==== DATA TO USE
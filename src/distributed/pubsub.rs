//! Pub/sub fabric abstraction bridging the local hub to other gateway
//! instances.
//!
//! `PubSubBackend` is marked with `#[async_trait]` so it stays object-safe
//! and `DistributedHub` can hold it behind an `Arc<dyn _>`.

use std::sync::Arc;

use async_trait::async_trait;
use dashmap::DashMap;
use futures::StreamExt;
use tokio::sync::{broadcast, mpsc};
use tokio_util::sync::CancellationToken;
use tracing::warn;

use crate::error::{GatewayError, GatewayResult};

#[async_trait]
pub trait PubSubBackend: Send + Sync {
    async fn subscribe(&self, subject: &str) -> GatewayResult<()>;
    async fn unsubscribe(&self, subject: &str) -> GatewayResult<()>;
    async fn publish(&self, subject: &str, payload: Vec<u8>) -> GatewayResult<()>;
}

/// In-process pub/sub, for tests and single-instance deployments that don't
/// need a real fabric. Multiple `InMemoryPubSub`s sharing a clone of the
/// same `InMemoryBus` behave like separate gateway instances talking over a
/// real broker — get-or-create a broadcast channel per topic, exactly the
/// way `SseState::get_channel` multiplexes local subscribers.
#[derive(Clone, Default)]
pub struct InMemoryBus {
    channels: Arc<DashMap<String, broadcast::Sender<Vec<u8>>>>,
}

impl InMemoryBus {
    pub fn new() -> Self {
        Self::default()
    }

    fn get_or_create(&self, subject: &str) -> broadcast::Sender<Vec<u8>> {
        self.channels
            .entry(subject.to_string())
            .or_insert_with(|| broadcast::channel(256).0)
            .clone()
    }
}

pub struct InMemoryPubSub {
    bus: InMemoryBus,
    inbound_tx: mpsc::UnboundedSender<(String, Vec<u8>)>,
    subscriptions: DashMap<String, CancellationToken>,
}

impl InMemoryPubSub {
    pub fn new(bus: InMemoryBus, inbound_tx: mpsc::UnboundedSender<(String, Vec<u8>)>) -> Self {
        Self {
            bus,
            inbound_tx,
            subscriptions: DashMap::new(),
        }
    }
}

#[async_trait]
impl PubSubBackend for InMemoryPubSub {
    async fn subscribe(&self, subject: &str) -> GatewayResult<()> {
        if self.subscriptions.contains_key(subject) {
            return Ok(());
        }
        let mut rx = self.bus.get_or_create(subject).subscribe();
        let cancel = CancellationToken::new();
        let child = cancel.clone();
        let inbound_tx = self.inbound_tx.clone();
        let subject_owned = subject.to_string();
        tokio::spawn(async move {
            loop {
                tokio::select! {
                    _ = child.cancelled() => break,
                    msg = rx.recv() => match msg {
                        Ok(payload) => {
                            if inbound_tx.send((subject_owned.clone(), payload)).is_err() {
                                break;
                            }
                        }
                        Err(broadcast::error::RecvError::Closed) => break,
                        Err(broadcast::error::RecvError::Lagged(_)) => continue,
                    },
                }
            }
        });
        self.subscriptions.insert(subject.to_string(), cancel);
        Ok(())
    }

    async fn unsubscribe(&self, subject: &str) -> GatewayResult<()> {
        if let Some((_, cancel)) = self.subscriptions.remove(subject) {
            cancel.cancel();
        }
        Ok(())
    }

    async fn publish(&self, subject: &str, payload: Vec<u8>) -> GatewayResult<()> {
        // No listeners on this process is fine; `send` erroring just means
        // nobody local happens to be subscribed to the bus right now.
        let _ = self.bus.get_or_create(subject).send(payload);
        Ok(())
    }
}

/// NATS-backed fabric for real multi-instance deployments. The
/// subscribe/unsubscribe bookkeeping mirrors `UpstreamManager`: a
/// cancellation token per live subscription, torn down by cancelling
/// instead of awaiting the reader task directly.
pub struct NatsPubSub {
    client: async_nats::Client,
    inbound_tx: mpsc::UnboundedSender<(String, Vec<u8>)>,
    subscriptions: DashMap<String, CancellationToken>,
}

impl NatsPubSub {
    pub async fn connect(
        url: &str,
        inbound_tx: mpsc::UnboundedSender<(String, Vec<u8>)>,
    ) -> GatewayResult<Self> {
        let client = async_nats::connect(url)
            .await
            .map_err(|e| GatewayError::Upstream(e.to_string()))?;
        Ok(Self {
            client,
            inbound_tx,
            subscriptions: DashMap::new(),
        })
    }
}

#[async_trait]
impl PubSubBackend for NatsPubSub {
    async fn subscribe(&self, subject: &str) -> GatewayResult<()> {
        if self.subscriptions.contains_key(subject) {
            return Ok(());
        }
        let mut sub = self
            .client
            .subscribe(subject.to_string())
            .await
            .map_err(|e| GatewayError::Upstream(e.to_string()))?;

        let cancel = CancellationToken::new();
        let child = cancel.clone();
        let inbound_tx = self.inbound_tx.clone();
        let subject_owned = subject.to_string();
        tokio::spawn(async move {
            loop {
                tokio::select! {
                    _ = child.cancelled() => break,
                    msg = sub.next() => match msg {
                        Some(m) => {
                            if inbound_tx.send((subject_owned.clone(), m.payload.to_vec())).is_err() {
                                break;
                            }
                        }
                        None => break,
                    },
                }
            }
        });
        self.subscriptions.insert(subject.to_string(), cancel);
        Ok(())
    }

    async fn unsubscribe(&self, subject: &str) -> GatewayResult<()> {
        if let Some((_, cancel)) = self.subscriptions.remove(subject) {
            cancel.cancel();
        } else {
            warn!(subject, "unsubscribe called for unknown subject");
        }
        Ok(())
    }

    async fn publish(&self, subject: &str, payload: Vec<u8>) -> GatewayResult<()> {
        self.client
            .publish(subject.to_string(), payload.into())
            .await
            .map_err(|e| GatewayError::Upstream(e.to_string()))
    }
}

#[cfg(test)]
mod tests {
    use super::*;

    #[tokio::test]
    async fn in_memory_bus_delivers_across_two_backends() {
        let bus = InMemoryBus::new();
        let (tx_a, mut rx_a) = mpsc::unbounded_channel();
        let (tx_b, _rx_b) = mpsc::unbounded_channel();
        let instance_a = InMemoryPubSub::new(bus.clone(), tx_a);
        let instance_b = InMemoryPubSub::new(bus, tx_b);

        instance_a.subscribe("gateway.channel.c1").await.unwrap();
        instance_b.publish("gateway.channel.c1", b"hello".to_vec()).await.unwrap();

        let (subject, payload) = rx_a.recv().await.unwrap();
        assert_eq!(subject, "gateway.channel.c1");
        assert_eq!(payload, b"hello");
    }

    #[tokio::test]
    async fn unsubscribe_stops_delivery() {
        let bus = InMemoryBus::new();
        let (tx, mut rx) = mpsc::unbounded_channel();
        let instance = InMemoryPubSub::new(bus.clone(), tx);
        instance.subscribe("gateway.channel.c1").await.unwrap();
        instance.unsubscribe("gateway.channel.c1").await.unwrap();

        // Give the reader task a moment to observe cancellation.
        tokio::time::sleep(std::time::Duration::from_millis(20)).await;
        bus.get_or_create("gateway.channel.c1").send(b"late".to_vec()).ok();
        assert!(rx.try_recv().is_err());
    }
}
========
(ACTIVITY):
Looking at the data above, return every line from the one with "msg = sub.next()" down to the one with "let (tx_a, mut", exactly and inclusively.

(RESPONSE TO THE TASK):
                    msg = sub.next() => match msg {
                        Some(m) => {
                            if inbound_tx.send((subject_owned.clone(), m.payload.to_vec())).is_err() {
                                break;
                            }
                        }
                        None => break,
                    },
                }
            }
        });
        self.subscriptions.insert(subject.to_string(), cancel);
        Ok(())
    }

    async fn unsubscribe(&self, subject: &str) -> GatewayResult<()> {
        if let Some((_, cancel)) = self.subscriptions.remove(subject) {
            cancel.cancel();
        } else {
            warn!(subject, "unsubscribe called for unknown subject");
        }
        Ok(())
    }

    async fn publish(&self, subject: &str, payload: Vec<u8>) -> GatewayResult<()> {
        self.client
            .publish(subject.to_string(), payload.into())
            .await
            .map_err(|e| GatewayError::Upstream(e.to_string()))
    }
}

#[cfg(test)]
mod tests {
    use super::*;

    #[tokio::test]
    async fn in_memory_bus_delivers_across_two_backends() {
        let bus = InMemoryBus::new();
        let (tx_a, mut rx_a) = mpsc::unbounded_channel();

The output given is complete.